▶ [EXTRACTED RECORDS]:
***

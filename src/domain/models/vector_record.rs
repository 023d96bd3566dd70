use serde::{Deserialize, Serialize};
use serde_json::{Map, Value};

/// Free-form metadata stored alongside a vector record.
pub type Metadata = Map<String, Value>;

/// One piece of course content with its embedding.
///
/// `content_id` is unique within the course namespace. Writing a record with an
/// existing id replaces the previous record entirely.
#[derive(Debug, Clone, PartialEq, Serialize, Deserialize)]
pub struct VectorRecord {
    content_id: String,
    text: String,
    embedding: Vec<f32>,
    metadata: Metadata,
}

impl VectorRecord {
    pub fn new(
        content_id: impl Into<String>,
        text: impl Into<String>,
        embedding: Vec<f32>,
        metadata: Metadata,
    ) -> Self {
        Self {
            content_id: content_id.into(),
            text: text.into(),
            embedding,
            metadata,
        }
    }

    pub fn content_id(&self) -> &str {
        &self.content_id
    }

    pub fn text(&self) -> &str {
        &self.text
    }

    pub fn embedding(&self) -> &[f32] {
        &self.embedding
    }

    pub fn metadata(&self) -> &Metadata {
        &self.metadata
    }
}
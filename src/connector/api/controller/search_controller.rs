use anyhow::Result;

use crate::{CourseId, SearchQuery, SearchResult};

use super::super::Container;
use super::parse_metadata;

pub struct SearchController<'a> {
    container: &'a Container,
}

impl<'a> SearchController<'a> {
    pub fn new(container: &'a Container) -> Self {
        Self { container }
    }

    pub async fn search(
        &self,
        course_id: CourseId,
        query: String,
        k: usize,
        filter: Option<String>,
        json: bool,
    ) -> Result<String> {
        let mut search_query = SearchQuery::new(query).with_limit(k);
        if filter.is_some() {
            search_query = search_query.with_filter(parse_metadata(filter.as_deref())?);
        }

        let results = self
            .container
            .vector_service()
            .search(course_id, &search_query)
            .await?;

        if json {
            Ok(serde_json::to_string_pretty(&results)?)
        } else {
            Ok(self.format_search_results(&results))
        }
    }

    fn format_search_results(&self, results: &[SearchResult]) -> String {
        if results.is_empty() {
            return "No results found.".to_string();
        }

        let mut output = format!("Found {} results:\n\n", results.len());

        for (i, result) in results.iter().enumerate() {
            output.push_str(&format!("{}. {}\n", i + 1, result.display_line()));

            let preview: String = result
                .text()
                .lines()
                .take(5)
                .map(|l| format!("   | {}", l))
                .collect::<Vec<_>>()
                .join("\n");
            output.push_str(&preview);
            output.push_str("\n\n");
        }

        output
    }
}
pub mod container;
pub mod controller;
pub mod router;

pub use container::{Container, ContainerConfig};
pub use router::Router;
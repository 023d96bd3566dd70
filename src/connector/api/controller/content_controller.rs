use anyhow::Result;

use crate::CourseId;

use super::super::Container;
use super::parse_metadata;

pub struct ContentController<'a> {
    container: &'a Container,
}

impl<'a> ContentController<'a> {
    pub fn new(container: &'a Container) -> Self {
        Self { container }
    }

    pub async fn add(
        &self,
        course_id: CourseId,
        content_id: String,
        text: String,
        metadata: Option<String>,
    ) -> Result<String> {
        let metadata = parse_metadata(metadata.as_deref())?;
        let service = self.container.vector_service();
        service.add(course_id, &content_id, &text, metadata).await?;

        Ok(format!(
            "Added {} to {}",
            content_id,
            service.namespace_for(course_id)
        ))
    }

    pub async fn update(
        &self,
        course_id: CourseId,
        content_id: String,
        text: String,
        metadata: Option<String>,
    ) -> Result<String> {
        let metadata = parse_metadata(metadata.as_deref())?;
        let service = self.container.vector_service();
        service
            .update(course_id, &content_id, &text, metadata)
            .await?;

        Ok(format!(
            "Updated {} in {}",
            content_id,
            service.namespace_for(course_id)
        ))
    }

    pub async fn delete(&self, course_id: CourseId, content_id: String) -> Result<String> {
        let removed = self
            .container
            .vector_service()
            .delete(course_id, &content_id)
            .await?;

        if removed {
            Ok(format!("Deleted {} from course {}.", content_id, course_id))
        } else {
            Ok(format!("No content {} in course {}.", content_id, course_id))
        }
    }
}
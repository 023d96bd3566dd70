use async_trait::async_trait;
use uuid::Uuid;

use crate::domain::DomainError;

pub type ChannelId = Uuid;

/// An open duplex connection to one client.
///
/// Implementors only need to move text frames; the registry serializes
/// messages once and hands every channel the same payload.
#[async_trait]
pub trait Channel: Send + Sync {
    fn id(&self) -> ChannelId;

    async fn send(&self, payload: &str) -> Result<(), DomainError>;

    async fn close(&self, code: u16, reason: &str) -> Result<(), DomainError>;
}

***

▶ [TASK DESCRIPTION]: Set down the records again, exactly.

▶ [PROBLEM SOLUTION]:
filename src/domain/models/vector_record.rs
repository 023d96bd3566dd70
use serde::{Deserialize, Serialize};
use serde_json::{Map, Value};

/// Free-form metadata stored alongside a vector record.
pub type Metadata = Map<String, Value>;

/// One piece of course content with its embedding.
///
/// `content_id` is unique within the course namespace. Writing a record with an
/// existing id replaces the previous record entirely.
#[derive(Debug, Clone, PartialEq, Serialize, Deserialize)]
pub struct VectorRecord {
    content_id: String,
    text: String,
    embedding: Vec<f32>,
    metadata: Metadata,
}

impl VectorRecord {
    pub fn new(
        content_id: impl Into<String>,
        text: impl Into<String>,
        embedding: Vec<f32>,
        metadata: Metadata,
    ) -> Self {
        Self {
            content_id: content_id.into(),
            text: text.into(),
            embedding,
            metadata,
        }
    }

    pub fn content_id(&self) -> &str {
        &self.content_id
    }

    pub fn text(&self) -> &str {
        &self.text
    }

    pub fn embedding(&self) -> &[f32] {
        &self.embedding
    }

    pub fn metadata(&self) -> &Metadata {
        &self.metadata
    }
}
filename src/connector/api/controller/search_controller.rs
use anyhow::Result;

use crate::{CourseId, SearchQuery, SearchResult};

use super::super::Container;
use super::parse_metadata;

pub struct SearchController<'a> {
    container: &'a Container,
}

impl<'a> SearchController<'a> {
    pub fn new(container: &'a Container) -> Self {
        Self { container }
    }

    pub async fn search(
        &self,
        course_id: CourseId,
        query: String,
        k: usize,
        filter: Option<String>,
        json: bool,
    ) -> Result<String> {
        let mut search_query = SearchQuery::new(query).with_limit(k);
        if filter.is_some() {
            search_query = search_query.with_filter(parse_metadata(filter.as_deref())?);
        }

        let results = self
            .container
            .vector_service()
            .search(course_id, &search_query)
            .await?;

        if json {
            Ok(serde_json::to_string_pretty(&results)?)
        } else {
            Ok(self.format_search_results(&results))
        }
    }

    fn format_search_results(&self, results: &[SearchResult]) -> String {
        if results.is_empty() {
            return "No results found.".to_string();
        }

        let mut output = format!("Found {} results:\n\n", results.len());

        for (i, result) in results.iter().enumerate() {
            output.push_str(&format!("{}. {}\n", i + 1, result.display_line()));

            let preview: String = result
                .text()
                .lines()
                .take(5)
                .map(|l| format!("   | {}", l))
                .collect::<Vec<_>>()
                .join("\n");
            output.push_str(&preview);
            output.push_str("\n\n");
        }

        output
    }
}
pub mod container;
pub mod controller;
pub mod router;

pub use container::{Container, ContainerConfig};
pub use router::Router;
repository 023d96bd3566dd70
filename src/connector/api/controller/content_controller.rs
use anyhow::Result;

use crate::CourseId;

use super::super::Container;
use super::parse_metadata;

pub struct ContentController<'a> {
    container: &'a Container,
}

impl<'a> ContentController<'a> {
    pub fn new(container: &'a Container) -> Self {
        Self { container }
    }

    pub async fn add(
        &self,
        course_id: CourseId,
        content_id: String,
        text: String,
        metadata: Option<String>,
    ) -> Result<String> {
        let metadata = parse_metadata(metadata.as_deref())?;
        let service = self.container.vector_service();
        service.add(course_id, &content_id, &text, metadata).await?;

        Ok(format!(
            "Added {} to {}",
            content_id,
            service.namespace_for(course_id)
        ))
    }

    pub async fn update(
        &self,
        course_id: CourseId,
        content_id: String,
        text: String,
        metadata: Option<String>,
    ) -> Result<String> {
        let metadata = parse_metadata(metadata.as_deref())?;
        let service = self.container.vector_service();
        service
            .update(course_id, &content_id, &text, metadata)
            .await?;

        Ok(format!(
            "Updated {} in {}",
            content_id,
            service.namespace_for(course_id)
        ))
    }

    pub async fn delete(&self, course_id: CourseId, content_id: String) -> Result<String> {
        let removed = self
            .container
            .vector_service()
            .delete(course_id, &content_id)
            .await?;

        if removed {
            Ok(format!("Deleted {} from course {}.", content_id, course_id))
        } else {
            Ok(format!("No content {} in course {}.", content_id, course_id))
        }
    }
}
repository 023d96bd3566dd70
use async_trait::async_trait;
use uuid::Uuid;

use crate::domain::DomainError;

pub type ChannelId = Uuid;

/// An open duplex connection to one client.
///
/// Implementors only need to move text frames; the registry serializes
/// messages once and hands every channel the same payload.
#[async_trait]
pub trait Channel: Send + Sync {
    fn id(&self) -> ChannelId;

    async fn send(&self, payload: &str) -> Result<(), DomainError>;

    async fn close(&self, code: u16, reason: &str) -> Result<(), DomainError>;
}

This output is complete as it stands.